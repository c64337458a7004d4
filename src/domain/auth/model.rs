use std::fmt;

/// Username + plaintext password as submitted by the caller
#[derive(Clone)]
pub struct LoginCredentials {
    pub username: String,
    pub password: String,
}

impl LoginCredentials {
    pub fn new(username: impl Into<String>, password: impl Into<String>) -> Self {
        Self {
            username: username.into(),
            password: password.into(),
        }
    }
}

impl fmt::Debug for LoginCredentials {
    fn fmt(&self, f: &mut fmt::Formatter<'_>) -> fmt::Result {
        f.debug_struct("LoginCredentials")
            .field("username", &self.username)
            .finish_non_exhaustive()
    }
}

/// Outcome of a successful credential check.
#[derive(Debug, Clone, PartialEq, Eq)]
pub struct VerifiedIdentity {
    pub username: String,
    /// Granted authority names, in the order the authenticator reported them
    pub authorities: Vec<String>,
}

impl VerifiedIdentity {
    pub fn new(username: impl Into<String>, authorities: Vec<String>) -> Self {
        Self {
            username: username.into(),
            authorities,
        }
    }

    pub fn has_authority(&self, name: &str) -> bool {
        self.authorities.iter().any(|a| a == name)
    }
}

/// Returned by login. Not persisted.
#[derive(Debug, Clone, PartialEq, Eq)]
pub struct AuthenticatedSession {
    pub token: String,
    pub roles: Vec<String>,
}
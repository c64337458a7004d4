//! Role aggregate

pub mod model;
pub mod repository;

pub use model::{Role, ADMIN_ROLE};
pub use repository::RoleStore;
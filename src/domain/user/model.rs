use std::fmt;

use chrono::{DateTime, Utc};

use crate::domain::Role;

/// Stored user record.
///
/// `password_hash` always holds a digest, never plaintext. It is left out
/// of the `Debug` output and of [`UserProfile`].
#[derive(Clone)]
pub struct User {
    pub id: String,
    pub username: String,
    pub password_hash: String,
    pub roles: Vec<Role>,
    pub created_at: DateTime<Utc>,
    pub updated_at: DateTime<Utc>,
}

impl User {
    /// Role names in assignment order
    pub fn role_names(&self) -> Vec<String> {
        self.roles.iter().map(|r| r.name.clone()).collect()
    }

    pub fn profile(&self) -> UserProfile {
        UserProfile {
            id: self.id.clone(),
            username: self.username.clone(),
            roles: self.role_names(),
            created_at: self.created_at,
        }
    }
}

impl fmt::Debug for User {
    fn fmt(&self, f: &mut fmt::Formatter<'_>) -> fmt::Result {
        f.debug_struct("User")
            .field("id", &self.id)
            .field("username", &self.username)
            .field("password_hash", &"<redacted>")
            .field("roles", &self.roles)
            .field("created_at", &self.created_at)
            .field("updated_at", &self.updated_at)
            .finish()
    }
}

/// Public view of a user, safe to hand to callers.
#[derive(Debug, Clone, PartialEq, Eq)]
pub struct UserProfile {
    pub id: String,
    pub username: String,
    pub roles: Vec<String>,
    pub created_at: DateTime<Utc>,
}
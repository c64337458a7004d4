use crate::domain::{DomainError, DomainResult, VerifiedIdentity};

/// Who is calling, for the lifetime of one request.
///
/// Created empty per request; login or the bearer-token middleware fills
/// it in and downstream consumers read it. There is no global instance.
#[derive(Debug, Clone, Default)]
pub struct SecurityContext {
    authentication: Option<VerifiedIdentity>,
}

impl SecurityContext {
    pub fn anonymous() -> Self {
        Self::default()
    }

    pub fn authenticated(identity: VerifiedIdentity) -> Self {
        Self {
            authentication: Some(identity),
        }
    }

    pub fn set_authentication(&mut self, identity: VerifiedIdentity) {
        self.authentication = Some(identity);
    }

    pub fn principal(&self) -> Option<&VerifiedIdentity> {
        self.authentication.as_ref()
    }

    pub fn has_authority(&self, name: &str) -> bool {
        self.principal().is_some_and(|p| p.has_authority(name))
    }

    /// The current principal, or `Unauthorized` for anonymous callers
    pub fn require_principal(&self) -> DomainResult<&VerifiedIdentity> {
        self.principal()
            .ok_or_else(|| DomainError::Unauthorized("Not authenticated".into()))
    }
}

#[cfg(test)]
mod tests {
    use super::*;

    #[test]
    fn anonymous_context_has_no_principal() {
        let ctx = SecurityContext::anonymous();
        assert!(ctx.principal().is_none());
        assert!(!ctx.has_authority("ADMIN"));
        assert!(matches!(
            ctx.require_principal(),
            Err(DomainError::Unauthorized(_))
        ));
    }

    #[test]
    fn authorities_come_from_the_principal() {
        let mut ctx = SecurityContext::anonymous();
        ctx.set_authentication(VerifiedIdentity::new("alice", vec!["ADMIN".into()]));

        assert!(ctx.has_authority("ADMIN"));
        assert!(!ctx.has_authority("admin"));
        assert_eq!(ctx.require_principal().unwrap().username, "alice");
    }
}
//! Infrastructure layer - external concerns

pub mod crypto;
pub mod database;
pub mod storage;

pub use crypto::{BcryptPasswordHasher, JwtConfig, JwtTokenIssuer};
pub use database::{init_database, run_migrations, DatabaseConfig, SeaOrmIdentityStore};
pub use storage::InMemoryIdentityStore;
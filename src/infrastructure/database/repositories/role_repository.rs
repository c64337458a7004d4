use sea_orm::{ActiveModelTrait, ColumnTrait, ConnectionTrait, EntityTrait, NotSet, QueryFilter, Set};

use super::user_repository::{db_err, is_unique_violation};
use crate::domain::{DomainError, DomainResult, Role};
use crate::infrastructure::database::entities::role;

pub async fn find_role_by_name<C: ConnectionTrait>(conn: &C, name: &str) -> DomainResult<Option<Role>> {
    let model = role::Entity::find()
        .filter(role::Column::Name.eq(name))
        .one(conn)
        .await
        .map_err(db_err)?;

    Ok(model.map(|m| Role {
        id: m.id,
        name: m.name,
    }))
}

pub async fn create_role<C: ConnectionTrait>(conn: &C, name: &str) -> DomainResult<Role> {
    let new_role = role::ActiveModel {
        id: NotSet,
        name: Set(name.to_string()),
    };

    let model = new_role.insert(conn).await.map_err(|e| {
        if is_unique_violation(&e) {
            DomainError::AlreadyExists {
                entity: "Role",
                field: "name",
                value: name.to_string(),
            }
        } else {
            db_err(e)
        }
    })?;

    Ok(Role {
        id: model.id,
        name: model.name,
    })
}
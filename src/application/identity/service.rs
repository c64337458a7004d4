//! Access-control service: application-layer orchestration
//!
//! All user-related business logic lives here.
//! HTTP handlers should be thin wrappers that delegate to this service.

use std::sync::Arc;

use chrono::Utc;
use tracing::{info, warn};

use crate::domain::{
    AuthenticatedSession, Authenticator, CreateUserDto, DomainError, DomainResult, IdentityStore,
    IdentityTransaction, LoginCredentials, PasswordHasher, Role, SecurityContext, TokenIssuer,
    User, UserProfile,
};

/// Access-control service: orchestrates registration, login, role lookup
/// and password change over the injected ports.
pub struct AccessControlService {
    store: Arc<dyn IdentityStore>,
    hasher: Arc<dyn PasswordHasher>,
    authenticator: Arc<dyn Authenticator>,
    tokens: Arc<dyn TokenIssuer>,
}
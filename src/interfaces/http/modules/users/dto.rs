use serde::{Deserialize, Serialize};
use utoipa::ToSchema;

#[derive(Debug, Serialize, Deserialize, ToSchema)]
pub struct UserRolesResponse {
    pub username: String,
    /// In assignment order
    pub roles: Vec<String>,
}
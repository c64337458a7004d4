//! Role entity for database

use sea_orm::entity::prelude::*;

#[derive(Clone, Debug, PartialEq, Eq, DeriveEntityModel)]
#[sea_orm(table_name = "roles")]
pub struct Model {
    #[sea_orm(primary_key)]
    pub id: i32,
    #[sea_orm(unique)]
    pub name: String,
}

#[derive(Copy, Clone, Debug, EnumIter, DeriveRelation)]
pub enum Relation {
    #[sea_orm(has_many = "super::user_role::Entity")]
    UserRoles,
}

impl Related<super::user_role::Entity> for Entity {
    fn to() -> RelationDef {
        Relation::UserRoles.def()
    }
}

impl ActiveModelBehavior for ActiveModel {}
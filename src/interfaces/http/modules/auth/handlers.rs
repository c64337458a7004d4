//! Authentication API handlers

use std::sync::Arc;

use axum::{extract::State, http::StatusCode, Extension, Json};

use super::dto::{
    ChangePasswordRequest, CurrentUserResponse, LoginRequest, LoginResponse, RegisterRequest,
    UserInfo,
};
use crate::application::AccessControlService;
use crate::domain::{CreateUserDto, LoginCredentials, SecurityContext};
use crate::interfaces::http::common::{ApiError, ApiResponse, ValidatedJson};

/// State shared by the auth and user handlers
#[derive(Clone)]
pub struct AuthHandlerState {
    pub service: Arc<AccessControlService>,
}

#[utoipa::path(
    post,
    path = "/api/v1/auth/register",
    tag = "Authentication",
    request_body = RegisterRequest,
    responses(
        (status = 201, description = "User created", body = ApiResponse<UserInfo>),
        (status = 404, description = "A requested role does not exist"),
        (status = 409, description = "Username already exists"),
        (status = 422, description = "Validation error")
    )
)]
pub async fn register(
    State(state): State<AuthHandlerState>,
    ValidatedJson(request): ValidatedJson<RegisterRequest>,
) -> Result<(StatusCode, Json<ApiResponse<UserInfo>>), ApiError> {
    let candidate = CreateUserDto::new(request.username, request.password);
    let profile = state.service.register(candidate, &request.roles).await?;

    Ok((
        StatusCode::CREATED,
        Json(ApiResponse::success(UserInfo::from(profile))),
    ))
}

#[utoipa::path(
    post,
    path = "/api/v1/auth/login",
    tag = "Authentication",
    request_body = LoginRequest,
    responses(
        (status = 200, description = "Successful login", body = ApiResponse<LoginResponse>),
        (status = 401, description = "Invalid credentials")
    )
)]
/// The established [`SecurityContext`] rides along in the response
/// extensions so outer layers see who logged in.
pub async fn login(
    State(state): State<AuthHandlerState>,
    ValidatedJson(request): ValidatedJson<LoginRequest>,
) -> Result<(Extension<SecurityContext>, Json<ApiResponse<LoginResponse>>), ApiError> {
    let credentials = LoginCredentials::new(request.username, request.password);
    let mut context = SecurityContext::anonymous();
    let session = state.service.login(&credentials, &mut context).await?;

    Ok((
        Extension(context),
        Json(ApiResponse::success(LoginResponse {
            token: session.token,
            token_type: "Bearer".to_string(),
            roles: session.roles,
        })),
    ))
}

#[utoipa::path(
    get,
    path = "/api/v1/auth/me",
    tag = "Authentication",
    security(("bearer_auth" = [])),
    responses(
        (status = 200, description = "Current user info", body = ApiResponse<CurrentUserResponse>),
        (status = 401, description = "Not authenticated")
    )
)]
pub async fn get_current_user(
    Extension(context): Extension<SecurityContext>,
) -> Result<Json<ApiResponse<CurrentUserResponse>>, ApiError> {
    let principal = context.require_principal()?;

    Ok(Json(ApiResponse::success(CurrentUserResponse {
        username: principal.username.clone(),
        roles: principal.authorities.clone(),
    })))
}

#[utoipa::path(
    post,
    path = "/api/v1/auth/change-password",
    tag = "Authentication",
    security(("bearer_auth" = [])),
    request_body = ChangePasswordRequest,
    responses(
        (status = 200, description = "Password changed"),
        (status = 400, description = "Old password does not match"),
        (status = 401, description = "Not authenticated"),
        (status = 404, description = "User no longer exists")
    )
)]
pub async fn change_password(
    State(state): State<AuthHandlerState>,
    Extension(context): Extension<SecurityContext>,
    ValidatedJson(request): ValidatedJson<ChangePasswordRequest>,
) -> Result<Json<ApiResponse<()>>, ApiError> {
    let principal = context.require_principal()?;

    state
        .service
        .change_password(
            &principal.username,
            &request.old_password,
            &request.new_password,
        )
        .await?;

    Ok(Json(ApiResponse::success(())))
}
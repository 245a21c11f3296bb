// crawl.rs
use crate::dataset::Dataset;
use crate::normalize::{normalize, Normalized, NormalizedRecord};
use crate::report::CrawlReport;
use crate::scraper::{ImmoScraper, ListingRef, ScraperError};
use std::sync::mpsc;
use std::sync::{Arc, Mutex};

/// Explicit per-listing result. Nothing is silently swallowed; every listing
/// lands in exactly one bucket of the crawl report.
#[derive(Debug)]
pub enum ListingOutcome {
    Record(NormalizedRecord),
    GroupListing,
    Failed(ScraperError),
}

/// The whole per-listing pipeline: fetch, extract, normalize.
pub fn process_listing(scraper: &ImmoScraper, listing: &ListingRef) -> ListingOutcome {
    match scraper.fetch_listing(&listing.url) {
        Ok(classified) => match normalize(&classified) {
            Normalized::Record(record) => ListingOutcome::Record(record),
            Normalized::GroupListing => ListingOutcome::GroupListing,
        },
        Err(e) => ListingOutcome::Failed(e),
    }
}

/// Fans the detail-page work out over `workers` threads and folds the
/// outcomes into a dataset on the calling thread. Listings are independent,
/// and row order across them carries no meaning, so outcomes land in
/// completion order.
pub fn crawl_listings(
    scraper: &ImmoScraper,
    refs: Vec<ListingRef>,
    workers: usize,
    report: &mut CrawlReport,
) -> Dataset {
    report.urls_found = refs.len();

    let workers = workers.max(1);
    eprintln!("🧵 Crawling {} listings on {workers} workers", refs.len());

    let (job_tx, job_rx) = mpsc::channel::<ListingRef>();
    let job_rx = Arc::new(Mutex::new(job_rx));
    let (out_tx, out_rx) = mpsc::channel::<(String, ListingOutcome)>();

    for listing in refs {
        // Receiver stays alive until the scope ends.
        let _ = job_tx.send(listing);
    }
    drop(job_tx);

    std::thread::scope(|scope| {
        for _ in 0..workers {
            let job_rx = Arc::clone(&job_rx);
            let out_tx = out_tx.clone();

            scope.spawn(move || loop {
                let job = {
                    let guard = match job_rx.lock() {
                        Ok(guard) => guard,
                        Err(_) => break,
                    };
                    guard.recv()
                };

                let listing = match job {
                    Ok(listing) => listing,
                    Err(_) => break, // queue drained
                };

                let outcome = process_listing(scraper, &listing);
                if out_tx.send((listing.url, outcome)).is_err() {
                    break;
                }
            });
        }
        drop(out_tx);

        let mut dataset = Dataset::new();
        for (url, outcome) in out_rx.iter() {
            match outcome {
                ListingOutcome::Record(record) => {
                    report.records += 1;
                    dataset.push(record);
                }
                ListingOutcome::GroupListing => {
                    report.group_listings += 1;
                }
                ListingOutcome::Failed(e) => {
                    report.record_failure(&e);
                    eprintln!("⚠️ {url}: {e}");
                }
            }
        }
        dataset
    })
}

+===+

▶ The task
Going through the entries, return every line holding the word "AuthenticatedSession".

▶ Answer box
pub struct AuthenticatedSession {
    AuthenticatedSession, Authenticator, CreateUserDto, DomainError, DomainResult, IdentityStore,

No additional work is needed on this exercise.